Installing Showergel

Installing Showergel requires
  • a Linux box relying on systemd (ie. a recent mainstream distribution),

  • Python, at least version 3.7,

  • pip, check it is available by calling pip --version or pip3 --version

  • a running Liquidsoap radio - version 2.x is Showergel’s best friend.

Note

We assume you already know the basics of Liquidsoap and its script language. If you have never played with only Liquidsoap, we advise you read at least its quick start guide. Then you might use our Showergel’s quickstart.liq script.

Install Showergel by running pip install showergel (maybe replace pip by pip3).

Create an instance with the interactive installer

Run the interactive installer by calling showergel_install. It will explain on the terminal what is happening and what to do from here. If you stick to defaults, the instance’s basename will be radio, so the installer will:

  • create a database (radio.db) and a configuration file (radio.toml) in the current directory,

  • create a systemd user service,

  • enable the service and systemd’s lingering so Showergel will start automatically at boot time.

The installer allows you to create another systemd user service, for your Liquidsoap script. This is recommended, because systemd will automatically launch both Showergel and Liquidsoap. Systemd will also restart them when a crash happens - which is great for your radio’s uptime. If you do so, the installer creates two systemd services with the same basename: for example, radio_gel (Showergel service associated to radio) and radio_soap (wrapper for the Liquidsoap script you provided for radio).

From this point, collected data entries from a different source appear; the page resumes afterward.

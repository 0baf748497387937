use thiserror::Error;

#[derive(Debug, Clone, PartialEq, Error)]
pub enum SearchError {
    #[error("top_n must be at least 1")]
    InvalidTopN,

    #[error("threshold ratio must be in (0, 1], got {ratio}")]
    InvalidRatio { ratio: f32 },

    #[error("unknown match policy '{value}' (expected 'best' or 'threshold')")]
    UnknownPolicy { value: String },
}

pub type SearchResult<T> = Result<T, SearchError>;
use std::collections::{HashMap, HashSet};

use async_trait::async_trait;
use parking_lot::Mutex;

use super::error::{EmbeddingError, EmbeddingResult};
use super::provider::EmbeddingProvider;
use super::stub::StubEmbedder;

/// Scriptable provider: fixed vectors per text, texts that always fail, and a call log.
///
/// Unregistered texts fall back to a [`StubEmbedder`] when one is set, otherwise they fail.
#[derive(Debug, Default)]
pub struct MockEmbedder {
    vectors: HashMap<String, Vec<f32>>,
    failing: HashSet<String>,
    fallback: Option<StubEmbedder>,
    calls: Mutex<Vec<String>>,
}

impl MockEmbedder {
    pub fn new() -> Self {
        Self::default()
    }

    pub fn with_vector(mut self, text: impl Into<String>, vector: Vec<f32>) -> Self {
        self.vectors.insert(text.into(), vector);
        self
    }

    pub fn with_failure(mut self, text: impl Into<String>) -> Self {
        self.failing.insert(text.into());
        self
    }

    pub fn with_stub_fallback(mut self, dim: usize) -> Self {
        self.fallback = StubEmbedder::new(dim).ok();
        self
    }

    /// Texts embedded so far, in call order.
    pub fn calls(&self) -> Vec<String> {
        self.calls.lock().clone()
    }

    pub fn call_count(&self) -> usize {
        self.calls.lock().len()
    }
}

#[async_trait]
impl EmbeddingProvider for MockEmbedder {
    async fn embed(&self, text: &str) -> EmbeddingResult<Vec<f32>> {
        self.calls.lock().push(text.to_string());

        if self.failing.contains(text) {
            return Err(EmbeddingError::Unavailable {
                reason: format!("scripted failure for '{text}'"),
            });
        }
        if let Some(vector) = self.vectors.get(text) {
            return Ok(vector.clone());
        }
        match &self.fallback {
            Some(stub) => stub.embed_sync(text),
            None => Err(EmbeddingError::Unavailable {
                reason: format!("no vector registered for '{text}'"),
            }),
        }
    }

    fn name(&self) -> &str {
        "mock"
    }
}
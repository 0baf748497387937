//! Maps two skills onto a small in-memory taxonomy.

use anyhow::Result;

#[cfg(feature = "mock")]
#[tokio::main]
async fn main() -> Result<()> {
    use std::sync::Arc;

    use taxomatch::{MatchOptions, MatchPolicy, MockEmbedder, SkillMapper, Skill, TaxonomyTree};

    let tree = TaxonomyTree::from_legacy_str(
        r#"{"1": {"_description": "Safety", "_embedding": [1, 0],
                  "1": {"_description": "Hazard awareness", "_embedding": [0.9, 0.2]}},
            "2": {"_description": "Tools", "_embedding": [0, 1]}}"#,
    )?
    .0;

    let provider = MockEmbedder::new()
        .with_vector("Identify site hazards", vec![0.9, 0.1])
        .with_vector("Use a torque wrench", vec![0.1, 0.9]);

    let mapper = SkillMapper::new(
        Arc::new(provider),
        MatchOptions::new(2, MatchPolicy::threshold_band(0.95)?).with_path(),
    )?;

    let skills = vec![
        Skill::new("s1", "Identify site hazards"),
        Skill::new("s2", "Use a torque wrench"),
    ];

    let outcome = mapper.map_skills(&skills, &tree).await;
    for record in &outcome.records {
        println!("{}", serde_json::to_string(record)?);
    }

    Ok(())
}

#[cfg(not(feature = "mock"))]
fn main() {
    eprintln!("Run with: cargo run --example map_skills --features mock");
}
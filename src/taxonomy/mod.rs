//! In-memory taxonomy tree.
//!
//! A [`TaxonomyTree`] is built once (from flat rows, a tagged JSON snapshot, or the legacy
//! nested-mapping format), optionally enriched by [`precompute_embeddings`], and then shared
//! read-only by every search.
//!
//! Ids are dotted paths (`"6.4.2"`). A node is addressed by its stored id when that id is well
//! formed, extends its parent's id and is not already taken; otherwise by the id synthesized
//! from its parent's id and its own local key. See [`resolve_id`] and [`IdScope`].

/// Construction from rows, id assignment, and structural validation.
pub mod builder;
/// Taxonomy error types.
pub mod error;
/// Dotted-path id helpers.
pub mod id;
/// Import of the legacy reserved-prefix format.
pub mod legacy;
/// Node type.
pub mod node;
/// Embedding precomputation stage.
pub mod precompute;
/// Tree type and read-only traversal.
pub mod tree;


pub use builder::TaxonomyRow;
pub use error::{StructuralTaxonomyError, TaxonomyError, TaxonomyResult};
pub use id::{IdScope, child_id, id_segments, is_strict_extension, is_well_formed, resolve_id};
pub use legacy::is_legacy_document;
pub use node::TaxonomyNode;
pub use precompute::{PrecomputeMode, PrecomputeReport, precompute_embeddings};
pub use tree::{NodeRef, TaxonomyTree, Walk};
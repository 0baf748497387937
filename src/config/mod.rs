//! Environment-backed configuration.
//!
//! Every setting has a default. Override with `TAXOMATCH_*` environment variables. Embedding
//! provider settings live in [`crate::embedding::EmbeddingConfig`].

pub mod error;


pub use error::ConfigError;

use std::env;
use std::path::{Path, PathBuf};
use std::str::FromStr;

use crate::constants::{DEFAULT_CONCURRENCY, DEFAULT_THRESHOLD_RATIO, DEFAULT_TOP_N};
use crate::mapping::MatchOptions;
use crate::search::MatchPolicy;

/// Default taxonomy input used when `TAXOMATCH_TAXONOMY_PATH` is not set.
pub const DEFAULT_TAXONOMY_PATH: &str = "./data/taxonomy_tree_with_embeddings.json";

/// Default skills input used when `TAXOMATCH_SKILLS_PATH` is not set.
pub const DEFAULT_SKILLS_PATH: &str = "./data/skills.json";

/// Default JSON Lines output used when `TAXOMATCH_OUTPUT_PATH` is not set.
pub const DEFAULT_OUTPUT_PATH: &str = "./data/skill_taxonomy_mapping.jsonl";

/// Mapping run configuration loaded from environment variables.
#[derive(Debug, Clone, PartialEq)]
pub struct Config {
    /// Taxonomy JSON (tagged or legacy format).
    pub taxonomy_path: PathBuf,

    /// Skills JSON array.
    pub skills_path: PathBuf,

    /// Where match records are written, one JSON object per line.
    pub output_path: PathBuf,

    /// Top-level branches searched in full. Default: `3`.
    pub top_n: usize,

    /// Match policy. Default: threshold band at `0.90`.
    pub policy: MatchPolicy,

    /// Skills embedded at once. Default: `1`.
    pub concurrency: usize,

    /// Embed taxonomy nodes that lack an embedding before mapping.
    pub precompute: bool,

    /// Where the taxonomy is saved after precomputation. `None` keeps it in memory only.
    pub snapshot_path: Option<PathBuf>,

    /// Attach the ancestor description chain to each record.
    pub include_path: bool,
}

impl Default for Config {
    fn default() -> Self {
        Self {
            taxonomy_path: PathBuf::from(DEFAULT_TAXONOMY_PATH),
            skills_path: PathBuf::from(DEFAULT_SKILLS_PATH),
            output_path: PathBuf::from(DEFAULT_OUTPUT_PATH),
            top_n: DEFAULT_TOP_N,
            policy: MatchPolicy::default(),
            concurrency: DEFAULT_CONCURRENCY,
            precompute: false,
            snapshot_path: None,
            include_path: false,
        }
    }
}

impl Config {
    const ENV_TAXONOMY_PATH: &'static str = "TAXOMATCH_TAXONOMY_PATH";
    const ENV_SKILLS_PATH: &'static str = "TAXOMATCH_SKILLS_PATH";
    const ENV_OUTPUT_PATH: &'static str = "TAXOMATCH_OUTPUT_PATH";
    const ENV_TOP_N: &'static str = "TAXOMATCH_TOP_N";
    const ENV_POLICY: &'static str = "TAXOMATCH_POLICY";
    const ENV_THRESHOLD_RATIO: &'static str = "TAXOMATCH_THRESHOLD_RATIO";
    const ENV_CONCURRENCY: &'static str = "TAXOMATCH_CONCURRENCY";
    const ENV_PRECOMPUTE: &'static str = "TAXOMATCH_PRECOMPUTE";
    const ENV_SNAPSHOT_PATH: &'static str = "TAXOMATCH_SNAPSHOT_PATH";
    const ENV_INCLUDE_PATH: &'static str = "TAXOMATCH_INCLUDE_PATH";

    /// Loads configuration from environment variables (falling back to defaults).
    pub fn from_env() -> Result<Self, ConfigError> {
        let defaults = Self::default();

        let taxonomy_path = Self::parse_path_from_env(Self::ENV_TAXONOMY_PATH, defaults.taxonomy_path);
        let skills_path = Self::parse_path_from_env(Self::ENV_SKILLS_PATH, defaults.skills_path);
        let output_path = Self::parse_path_from_env(Self::ENV_OUTPUT_PATH, defaults.output_path);
        let top_n = Self::parse_positive_from_env(Self::ENV_TOP_N, defaults.top_n)?;
        let policy = Self::parse_policy_from_env()?;
        let concurrency = Self::parse_positive_from_env(Self::ENV_CONCURRENCY, defaults.concurrency)?;
        let precompute = Self::parse_bool_from_env(Self::ENV_PRECOMPUTE, defaults.precompute)?;
        let snapshot_path = Self::parse_optional_path_from_env(Self::ENV_SNAPSHOT_PATH);
        let include_path = Self::parse_bool_from_env(Self::ENV_INCLUDE_PATH, defaults.include_path)?;

        Ok(Self {
            taxonomy_path,
            skills_path,
            output_path,
            top_n,
            policy,
            concurrency,
            precompute,
            snapshot_path,
            include_path,
        })
    }

    /// Checks that inputs exist and outputs can be created. Does not create directories.
    pub fn validate(&self) -> Result<(), ConfigError> {
        Self::require_file(&self.taxonomy_path)?;
        Self::require_file(&self.skills_path)?;
        Self::require_parent_dir(&self.output_path)?;
        if let Some(ref path) = self.snapshot_path {
            Self::require_parent_dir(path)?;
        }
        Ok(())
    }

    /// Search settings for [`crate::SkillMapper`].
    pub fn match_options(&self) -> MatchOptions {
        MatchOptions {
            top_n: self.top_n,
            policy: self.policy,
            include_path: self.include_path,
        }
    }

    fn require_file(path: &Path) -> Result<(), ConfigError> {
        if !path.exists() {
            return Err(ConfigError::PathNotFound {
                path: path.to_path_buf(),
            });
        }
        if !path.is_file() {
            return Err(ConfigError::NotAFile {
                path: path.to_path_buf(),
            });
        }
        Ok(())
    }

    fn require_parent_dir(path: &Path) -> Result<(), ConfigError> {
        match path.parent() {
            Some(parent) if !parent.as_os_str().is_empty() && !parent.is_dir() => {
                Err(ConfigError::MissingParentDir {
                    path: path.to_path_buf(),
                })
            }
            _ => Ok(()),
        }
    }

    fn parse_policy_from_env() -> Result<MatchPolicy, ConfigError> {
        let policy = match env::var(Self::ENV_POLICY) {
            Ok(value) => MatchPolicy::from_str(&value).map_err(|e| ConfigError::InvalidValue {
                name: Self::ENV_POLICY,
                value,
                reason: e.to_string(),
            })?,
            Err(_) => MatchPolicy::default(),
        };

        match policy {
            MatchPolicy::BestMatch => Ok(policy),
            MatchPolicy::ThresholdBand { .. } => {
                let ratio = match env::var(Self::ENV_THRESHOLD_RATIO) {
                    Ok(value) => value.trim().parse::<f32>().map_err(|e| ConfigError::InvalidValue {
                        name: Self::ENV_THRESHOLD_RATIO,
                        value: value.clone(),
                        reason: e.to_string(),
                    })?,
                    Err(_) => DEFAULT_THRESHOLD_RATIO,
                };
                MatchPolicy::threshold_band(ratio).map_err(|e| ConfigError::InvalidValue {
                    name: Self::ENV_THRESHOLD_RATIO,
                    value: ratio.to_string(),
                    reason: e.to_string(),
                })
            }
        }
    }

    fn parse_positive_from_env(name: &'static str, default: usize) -> Result<usize, ConfigError> {
        match env::var(name) {
            Ok(value) => {
                let parsed: usize = value.trim().parse().map_err(|e: std::num::ParseIntError| {
                    ConfigError::InvalidValue {
                        name,
                        value: value.clone(),
                        reason: e.to_string(),
                    }
                })?;

                if parsed == 0 {
                    return Err(ConfigError::InvalidValue {
                        name,
                        value,
                        reason: "must be at least 1".to_string(),
                    });
                }

                Ok(parsed)
            }
            Err(_) => Ok(default),
        }
    }

    fn parse_bool_from_env(name: &'static str, default: bool) -> Result<bool, ConfigError> {
        match env::var(name) {
            Ok(value) => match value.trim().to_lowercase().as_str() {
                "1" | "true" | "yes" | "on" => Ok(true),
                "0" | "false" | "no" | "off" | "" => Ok(false),
                _ => Err(ConfigError::InvalidValue {
                    name,
                    value,
                    reason: "expected a boolean".to_string(),
                }),
            },
            Err(_) => Ok(default),
        }
    }

    fn parse_path_from_env(var_name: &str, default: PathBuf) -> PathBuf {
        env::var(var_name).map(PathBuf::from).unwrap_or(default)
    }

    fn parse_optional_path_from_env(var_name: &str) -> Option<PathBuf> {
        env::var(var_name)
            .ok()
            .map(|v| v.trim().to_string())
            .filter(|v| !v.is_empty())
            .map(PathBuf::from)
    }
}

If you choose to not create a service, you will have to (re)start Showergel manually by calling showergel radio.toml.

Before exiting, the installer gives a recap of its actions.

Note

Please pay attention to the installer’s recap: it lists how to run/stop Showergel and gives pointers to important files. Read it twice and copy this information safely.

Unless you configured another port, Showergel will be available at http://localhost:2345/. Showergel’s and Liquidsoap’s configurations are coupled. In perticular, they should define which port/URL should be used to contact each other: see Configuring Showergel and Showergel integration in Liquidsoap scripts.

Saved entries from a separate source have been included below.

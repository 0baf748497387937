use thiserror::Error;

#[derive(Debug, Error)]
pub enum EmbeddingError {
    #[error("cannot embed empty text")]
    EmptyText,

    #[error("embedding request failed: {reason}")]
    Request { reason: String },

    #[error("embedding endpoint returned {status}: {body}")]
    Status { status: u16, body: String },

    #[error("invalid embedding response: {reason}")]
    InvalidResponse { reason: String },

    #[error("embedding dimension mismatch: expected {expected}, got {actual}")]
    DimensionMismatch { expected: usize, actual: usize },

    #[error("invalid embedding configuration: {reason}")]
    InvalidConfig { reason: String },

    #[error("embedding provider unavailable: {reason}")]
    Unavailable { reason: String },
}

pub type EmbeddingResult<T> = Result<T, EmbeddingError>;

impl From<reqwest::Error> for EmbeddingError {
    fn from(err: reqwest::Error) -> Self {
        if err.is_decode() {
            EmbeddingError::InvalidResponse {
                reason: err.to_string(),
            }
        } else {
            EmbeddingError::Request {
                reason: err.to_string(),
            }
        }
    }
}
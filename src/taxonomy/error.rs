use thiserror::Error;

/// Fatal taxonomy loading errors.
#[derive(Debug, Error)]
pub enum TaxonomyError {
    /// The document does not contain a taxonomy root at all.
    #[error("taxonomy root is missing or not a mapping")]
    MissingRoot,

    /// A flat row could not be placed in the hierarchy.
    #[error("invalid taxonomy row {line}: {reason}")]
    InvalidRow { line: usize, reason: String },

    #[error("taxonomy JSON error: {0}")]
    Json(#[from] serde_json::Error),
}

pub type TaxonomyResult<T> = Result<T, TaxonomyError>;

/// Non-fatal structural problems found while building or validating a tree.
///
/// These are reported and logged; matching still proceeds with whatever ids and embeddings
/// are present.
#[derive(Debug, Clone, PartialEq, Error)]
pub enum StructuralTaxonomyError {
    #[error("duplicate taxonomy id '{id}'")]
    DuplicateId { id: String },

    #[error("id '{id}' does not extend parent id '{parent}'")]
    NotPrefixed { id: String, parent: String },

    #[error("malformed id '{id}': {reason}")]
    MalformedId { id: String, reason: String },

    #[error("duplicate child key '{key}' under '{parent}'")]
    DuplicateKey { key: String, parent: String },

    #[error("embedding of '{id}' has dimension {actual}, tree uses {expected}")]
    DimensionMismatch {
        id: String,
        expected: usize,
        actual: usize,
    },

    #[error("malformed embedding at '{path}': {reason}")]
    MalformedEmbedding { path: String, reason: String },

    #[error("entry '{key}' under '{parent}' is not a node")]
    InvalidChild { key: String, parent: String },
}
use std::path::Path;

use chrono::{DateTime, TimeDelta, Utc};
use rusqlite::{Connection, ErrorCode, OptionalExtension};
use tracing::{debug, info, warn};

use crate::version::catalog::Catalog;
use crate::version::error::CacheError;
use crate::version::identifier::Version;
use crate::version::ledger::FailureLedger;

/// Bumped whenever the table layout changes; older databases are rebuilt.
const SCHEMA_VERSION: i32 = 1;

/// Result of reading the persisted catalog
#[derive(Debug, Clone, PartialEq, Eq)]
pub struct CacheSnapshot {
    pub catalog: Catalog,
    pub ledger: FailureLedger,
    pub fetched_at: Option<DateTime<Utc>>,
    /// True when the catalog must be refetched (too old, absent or unreadable)
    pub is_stale: bool,
}

impl CacheSnapshot {
    fn empty() -> Self {
        Self {
            catalog: Catalog::default(),
            ledger: FailureLedger::default(),
            fetched_at: None,
            is_stale: true,
        }
    }
}

/// SQLite-backed store for the last fetched catalog and the failure ledger
pub struct CatalogCache {
    conn: Connection,
    refresh_interval: TimeDelta,
}

impl CatalogCache {
    /// Opens (or creates) the cache database. A file that is not a SQLite
    /// database is removed and recreated.
    pub fn open(db_path: &Path, refresh_interval_ms: i64) -> Result<Self, CacheError> {
        info!("Opening catalog cache at {:?}", db_path);

        if let Some(parent) = db_path.parent() {
            std::fs::create_dir_all(parent)?;
        }

        match Self::connect(db_path, refresh_interval_ms) {
            Err(CacheError::Database(e)) if e.sqlite_error_code() == Some(ErrorCode::NotADatabase) => {
                warn!("Catalog cache {:?} is unreadable, recreating it: {}", db_path, e);
                std::fs::remove_file(db_path)?;
                Self::connect(db_path, refresh_interval_ms)
            }
            result => result,
        }
    }

    /// Cache that lives only for this process
    pub fn in_memory(refresh_interval_ms: i64) -> Result<Self, CacheError> {
        Self::with_connection(Connection::open_in_memory()?, refresh_interval_ms)
    }

    fn connect(db_path: &Path, refresh_interval_ms: i64) -> Result<Self, CacheError> {
        Self::with_connection(Connection::open(db_path)?, refresh_interval_ms)
    }

    fn with_connection(conn: Connection, refresh_interval_ms: i64) -> Result<Self, CacheError> {
        let cache = Self {
            conn,
            refresh_interval: TimeDelta::milliseconds(refresh_interval_ms),
        };
        cache.create_schema()?;
        Ok(cache)
    }

    fn create_schema(&self) -> Result<(), CacheError> {
        let current_version: i32 =
            self.conn
                .pragma_query_value(None, "user_version", |row| row.get(0))?;

        if current_version != 0 && current_version != SCHEMA_VERSION {
            debug!(
                "Dropping cache tables from schema v{} (current v{})",
                current_version, SCHEMA_VERSION
            );
            self.conn.execute_batch(
                r#"
                DROP TABLE IF EXISTS catalog_meta;
                DROP TABLE IF EXISTS catalog_versions;
                DROP TABLE IF EXISTS failure_floors;
                "#,
            )?;
        }

        self.conn.execute_batch(
            r#"
            CREATE TABLE IF NOT EXISTS catalog_meta (
                id INTEGER PRIMARY KEY CHECK (id = 1),
                fetched_at INTEGER NOT NULL
            );
            CREATE TABLE IF NOT EXISTS catalog_versions (
                version TEXT PRIMARY KEY
            );
            CREATE TABLE IF NOT EXISTS failure_floors (
                minor INTEGER PRIMARY KEY,
                version TEXT NOT NULL
            );
            "#,
        )?;
        self.conn
            .pragma_update(None, "user_version", SCHEMA_VERSION)?;

        debug!("Catalog cache schema ready");
        Ok(())
    }

    /// Reads the persisted snapshot. Never fails: anything unreadable is
    /// reported as a stale, empty snapshot so the caller refetches.
    pub fn load(&self) -> CacheSnapshot {
        self.load_at(Utc::now())
    }

    pub fn load_at(&self, now: DateTime<Utc>) -> CacheSnapshot {
        match self.read(now) {
            Ok(snapshot) => snapshot,
            Err(e) => {
                warn!("Ignoring unreadable catalog cache: {}", e);
                CacheSnapshot::empty()
            }
        }
    }

    fn read(&self, now: DateTime<Utc>) -> Result<CacheSnapshot, CacheError> {
        let ledger = self
            .read_column("SELECT version FROM failure_floors")?
            .into_iter()
            .collect::<FailureLedger>();

        let fetched_at: Option<i64> = self
            .conn
            .query_row(
                "SELECT fetched_at FROM catalog_meta WHERE id = 1",
                [],
                |row| row.get(0),
            )
            .optional()?;

        let Some(fetched_at) = fetched_at else {
            debug!("No catalog has been cached yet");
            return Ok(CacheSnapshot {
                ledger,
                ..CacheSnapshot::empty()
            });
        };

        let fetched_at = DateTime::from_timestamp_millis(fetched_at)
            .ok_or_else(|| CacheError::Corrupt(format!("bad timestamp {}", fetched_at)))?;
        let catalog = Catalog::from_versions(self.read_column("SELECT version FROM catalog_versions")?);
        let is_stale = now - fetched_at > self.refresh_interval;

        debug!(
            "Loaded {} cached versions fetched at {} (stale: {})",
            catalog.len(),
            fetched_at,
            is_stale
        );

        Ok(CacheSnapshot {
            catalog,
            ledger,
            fetched_at: Some(fetched_at),
            is_stale,
        })
    }

    fn read_column(&self, sql: &str) -> Result<Vec<Version>, CacheError> {
        let mut stmt = self.conn.prepare(sql)?;
        let rows = stmt
            .query_map([], |row| row.get::<_, String>(0))?
            .collect::<Result<Vec<String>, _>>()?;

        rows.iter()
            .map(|raw| {
                raw.parse()
                    .map_err(|_| CacheError::Corrupt(format!("bad version {:?}", raw)))
            })
            .collect()
    }

    /// Replaces the persisted catalog and ledger in a single transaction.
    pub fn save(
        &mut self,
        catalog: &Catalog,
        ledger: &FailureLedger,
        fetched_at: DateTime<Utc>,
    ) -> Result<(), CacheError> {
        debug!(
            "Saving {} versions and {} ledger floors",
            catalog.len(),
            ledger.iter().count()
        );

        let tx = self.conn.transaction()?;

        tx.execute("DELETE FROM catalog_versions", [])?;
        tx.execute("DELETE FROM failure_floors", [])?;
        {
            let mut stmt = tx.prepare("INSERT OR IGNORE INTO catalog_versions (version) VALUES (?1)")?;
            for version in catalog.versions() {
                stmt.execute([version.to_string()])?;
            }

            let mut stmt =
                tx.prepare("INSERT INTO failure_floors (minor, version) VALUES (?1, ?2)")?;
            for floor in ledger.iter() {
                stmt.execute((floor.minor, floor.to_string()))?;
            }
        }
        tx.execute(
            r#"
            INSERT INTO catalog_meta (id, fetched_at) VALUES (1, ?1)
            ON CONFLICT(id) DO UPDATE SET fetched_at = excluded.fetched_at
            "#,
            [fetched_at.timestamp_millis()],
        )?;

        tx.commit()?;
        info!("Catalog cache saved");
        Ok(())
    }
}

/// Removes the whole cache directory, including downloaded installers.
pub fn clear_cache_dir(dir: &Path) -> Result<(), CacheError> {
    match std::fs::remove_dir_all(dir) {
        Ok(()) => {
            info!("Removed cache directory {:?}", dir);
            Ok(())
        }
        Err(e) if e.kind() == std::io::ErrorKind::NotFound => Ok(()),
        Err(e) => Err(e.into()),
    }
}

If you installed Showergel as a system service, don’t forget to restart showergel’s service after editing its configuration file. If you installed your Liquidsoap script as a system service, restart this service after editing the script - and, of course, after running liquidsoap --check my_script.liq ! In both cases, log files are in the same folder as instance’s other files.

Running multiple Liquidsoap scripts

An instance of the showergel program is the companion of one Liquidsoap stream. The two programs will communicate with each other to produce and follow this stream. An instance relies on a configuration file (something.toml) and a database (an SQLite file). It can be installed as a system service, named after information you provide at set-up time.

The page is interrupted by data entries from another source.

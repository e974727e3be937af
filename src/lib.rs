pub mod commands;
pub mod config;
pub mod install;
pub mod logging;
pub mod version;
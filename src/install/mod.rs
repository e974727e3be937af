//! Platform side of installation: fetching installers, running them, and
//! reading what is already installed.
//!
//! # Modules
//!
//! - [`python_org`]: [`InstallerDownloader`](crate::version::downloader::InstallerDownloader)
//!   backed by the python.org FTP tree
//! - [`installer`]: Installer argument building and process execution
//! - [`registry`]: Installed versions read from the Windows registry
//! - [`error`]: Error type for installer runs

pub mod error;
pub mod installer;
pub mod python_org;
pub mod registry;

pub use installer::{InstallerRunner, ProcessInstaller, installer_arguments};
pub use python_org::PythonOrgDownloader;
pub use registry::RegistryInstalledVersions;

If you are running multiple Liquidsoap streams on the same machine, you’ll have to set up one Showergel instance per stream. In that case,

  • each instance should have a different name

  • each instance should run on a different port number

We advise you to put all instance’s files (configuration, DB, logs) in the same folder as the corresponding .liq file. When running multiple Liquidsoaps, create a folder per instance.

Install for back-end development

Depencencies, installation and packing is done by Poetry. Once Poetry is installed, create a Python3 environment, activate it, and run poetry install from a clone of Showergel’s repository.

When developping, your Liquidsoap script and Showergel should be launched manually. Run showergel_install --dev to create an empty database (showergel.db) and a basic configuration file (showergel.toml) in the current folder. Read (and edit, maybe) showergel.toml, launch Liqudisoap, then run showergel showergel.toml. You’ll likely want to enable the detailed log by setting level=DEBUG in the logger_root section of the toml file.

Test with pytest. See also Packaging and publishing Showergel.

Install for front-end development

The front-end is written in JavaScript packed with Yarn, with VueJS’s single-file components. We use the Bulma CSS Framework.

To modify the front-end, you must beforehand install Yarn and Vue_CLI, then run yarn install from the repository root. Start the live-building server with yarn serve. If you don’t have time to install the whole back-end, you can call the demo app by creating a front/.env file that contains:

VUE_APP_BACKEND_URL=https://showergel.fly.dev/

Similarly, a fully-working HTML/JS/CSS build is included in this repository, so one doesn’t have to install yarn and Vue while working on the back-end. Those files are generated by yarn build.

Note

Please do not commit modifications in the /showergel/www/ folder. In order to avoid complex and useless conflicts, commits concerning this folder should only happen on the main branch.

Deploy the demo to Fly.io

In demo mode, the application starts by putting fake data in the database. It’s enabled by putting demo = True in the configuration file’s [listen] section.

Source repository includes a configuration that can be pushed to Fly (thanks to fly.toml, Procfile and procfile.toml), so right after cloning you can flyctl launch (only the first time) then fly deploy.

We might need to update requirements.txt from time to time:

poetry export --with dev --without-hashes -f requirements.txt --output requirements.txt

--with dev is here because requirements.txt is also used by ReadTheDocs to compile the present documentation, which requires a Sphinx extension.